3.34 It is entirely plausible that in New Zealand’s efforts to counter terrorism it has relied, and will again, on security information obtained from the USA or the UK. Consequently the issue of the use of evidence obtained through torture is a live issue for New Zealand as well.


Recommendation X: The Commission recommends that the Committee use this opportunity, while reviewing the TSA, to add a provision clarifying that no actor under the Act will rely on or present in any proceedings evidence which they know or believe to have been obtained by torture.


F. Access to justice: Judicial review of designations

3.35 The reinstatement in the (then) Terrorism (Bombing and Finance) Bill of access to judicial review for designation decisions remains as a positive amendment. This provision now forms section 33 of the TSA.

3.36 However, this safeguard may be problematic on two fronts. First, any group or individual suspected of being a terrorist entity will have likely had their access to funds and financial institutions frozen. Therefore a valid question exists about how they might fund any action for judicial review. This is, of course, in the period prior to the expiry of a designation.

3.37 This first concern is exacerbated by the second, namely, the emerging and persuasive evidence that the 2001 increases in court fees limit access to the courts, and thereby limit access to justice. This is an issue also noted by the Commission in its 2004 report Human Rights in New Zealand Today. In February 2005 the Regulations Review Committee concluded that:

[I]f court fees are set at a level that may discourage potential litigants, and mechanisms such as legal aid, concession rates and fee waivers are not available to a large section of court users to ensure access to the courts, there will be an undue trespass on personal rights and liberties.[51]

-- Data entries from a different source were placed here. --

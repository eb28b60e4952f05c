//! Process configuration: command-line flags with environment fallbacks.

use std::path::PathBuf;
use std::sync::Arc;

use anyhow::Context;
use clap::{Parser, ValueEnum};
use lemming_core::ltl::{CuePhraseTranslator, OpenAiTranslator, Translator};
use lemming_core::planner::{ExternalTopQ, GroundedTopQ, PlanSearch, TopQConfig};

#[derive(Clone, Copy, Debug, PartialEq, Eq, ValueEnum)]
pub enum TranslatorKind {
    /// OpenAI when a key is configured, cue phrases otherwise
    Auto,
    Openai,
    Cue,
}

#[derive(Clone, Copy, Debug, PartialEq, Eq, ValueEnum)]
pub enum PlannerKind {
    /// In-process top-q search
    Grounded,
    /// External planner command
    External,
}

/// Lemming REST server
#[derive(Parser, Debug, Clone)]
#[command(name = "lemming-server")]
#[command(about = "Goal compilation and landmark-based plan disambiguation over HTTP")]
pub struct Config {
    /// Listen address
    #[arg(long, env = "LEMMING_BIND_ADDR", default_value = "0.0.0.0:8000")]
    pub bind_addr: String,

    /// Directory holding one sub-directory per scenario
    #[arg(long, env = "LEMMING_DATA_DIR", default_value = "data")]
    pub data_dir: PathBuf,

    /// Scenario whose prompt.json configures the formula ranker
    #[arg(long, env = "LEMMING_PROMPT_SCENARIO")]
    pub prompt_scenario: Option<String>,

    #[arg(long, env = "LEMMING_TRANSLATOR", value_enum, default_value_t = TranslatorKind::Auto)]
    pub translator: TranslatorKind,

    #[arg(long, env = "OPENAI_API_KEY", hide_env_values = true)]
    pub openai_api_key: Option<String>,

    #[arg(long, env = "OPENAI_MODEL")]
    pub openai_model: Option<String>,

    #[arg(long, env = "LEMMING_PLANNER", value_enum, default_value_t = PlannerKind::Grounded)]
    pub planner: PlannerKind,

    /// Planner command line; `{domain}`, `{problem}`, `{k}` and `{q}` are
    /// substituted
    #[arg(long, env = "LEMMING_PLANNER_CMD")]
    pub planner_cmd: Option<String>,

    /// Keep plans with cost within this factor of the best
    #[arg(long, env = "LEMMING_TOPQ_QUALITY", default_value_t = 1.0)]
    pub topq_quality: f64,

    #[arg(long, env = "LEMMING_TOPQ_MAX_PLANS", default_value_t = 10)]
    pub topq_max_plans: usize,

    #[arg(long, env = "LEMMING_MAX_EXPANSIONS", default_value_t = 200_000)]
    pub max_expansions: usize,
}

impl Config {
    pub fn topq(&self) -> TopQConfig {
        TopQConfig {
            quality_bound: self.topq_quality,
            max_plans: self.topq_max_plans,
            max_expansions: self.max_expansions,
        }
    }

    pub fn build_translator(&self) -> anyhow::Result<Arc<dyn Translator>> {
        let key = self.openai_api_key.clone().filter(|k| !k.trim().is_empty());
        let use_openai = match self.translator {
            TranslatorKind::Openai => true,
            TranslatorKind::Cue => false,
            TranslatorKind::Auto => key.is_some(),
        };
        if !use_openai {
            tracing::info!("using the offline cue-phrase translator");
            return Ok(Arc::new(CuePhraseTranslator::new()?));
        }
        let key = key.context("OPENAI_API_KEY must be set for the openai translator")?;
        let translator = match &self.openai_model {
            Some(model) => OpenAiTranslator::with_model(key, model),
            None => OpenAiTranslator::new(key),
        };
        tracing::info!(model = ?self.openai_model, "using the OpenAI translator");
        Ok(Arc::new(translator))
    }

    pub fn build_planner(&self) -> anyhow::Result<Arc<dyn PlanSearch>> {
        let planner: Arc<dyn PlanSearch> = match self.planner {
            PlannerKind::Grounded => Arc::new(GroundedTopQ::new(self.topq())),
            PlannerKind::External => {
                let line = self
                    .planner_cmd
                    .as_deref()
                    .context("LEMMING_PLANNER_CMD must be set for the external planner")?;
                Arc::new(ExternalTopQ::from_command_line(line, self.topq())?)
            }
        };
        tracing::info!(planner = planner.name(), "plan search backend ready");
        Ok(planner)
    }
}

#[cfg(test)]
mod tests {
    use super::*;

    #[test]
    fn defaults_use_in_process_backends() {
        let config = Config::parse_from(["lemming-server", "--translator", "cue"]);
        assert_eq!(config.planner, PlannerKind::Grounded);
        assert_eq!(config.topq().max_plans, 10);
        assert_eq!(config.build_translator().unwrap().name(), "cue-phrase");
        assert_eq!(config.build_planner().unwrap().name(), "grounded-topq");
    }

    #[test]
    fn external_planner_needs_a_command() {
        let config = Config::parse_from(["lemming-server", "--planner", "external"]);
        let config = Config {
            planner_cmd: None,
            ..config
        };
        assert!(config.build_planner().is_err());
    }
}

3.38 The Commission also notes, for the sake of completeness, that any method to challenge designations (prior to expiry) which involved a reverse onus would likely run contrary to human rights. Such reverse onuses, where the accused is required to prove innocence instead of that burden of proof resting on the prosecution, breach the right to be presumed innocent until proven guilty according to the law. This presumption of innocence is often described as the ‘golden thread’ running through the law.


Recommendation XI: The Commission recommends that the Committee examine, as part the Review, whether judicial review in the High Court is an accessible safeguard for those receiving designations under the TSA, and whether other safeguards may be necessary (prior to the expiry of designations).


G. Right to freedom from discrimination: Effects of measures in terms of race, nationality or ethnicity

3.39 Counter terrorism measures have been noted as having indirect, detrimental effects on persons because of their race, and/or national or ethnic origins. This includes asylum seekers.

The UN Committee on the Elimination of Racial Discrimination and the Human Rights Committee have both expressed concern over cases of widespread harassment of persons of particular backgrounds, as well as the use of racial profiling.[52]

3.40 The Human Rights Committee’s concluding observations on New Zealand, from 7 August 2002, state that:

The Committee recognizes that the security requirements relating to the events of 11 September 2001 have given rise to efforts by New Zealand to take legislative and other measures to implement Security Council resolution 1373 (2001). The Committee, however, expresses its concern that the impact of such measures or changes in policy on New Zealand's obligations under the Covenant may not have been fully considered.

The Committee is concerned about possible negative effects of the new legislation and practices on asylum-seekers, including by "removing the immigration risk offshore" and in the absence of monitoring mechanisms with regard to the expulsion of those suspected of terrorism to their countries of origin which, despite assurances that their human rights would be respected, could pose risks to the personal safety and lives of the persons expelled.

The State party is under an obligation to ensure that measures taken to implement Security Council resolution 1373 (2001) are in full conformity with the Covenant. The State party is requested to ensure that the definition of terrorism does not lead to abuse and is in conformity with the Covenant. In addition, the State party should maintain its practice of strictly observing the principle of non-refoulement.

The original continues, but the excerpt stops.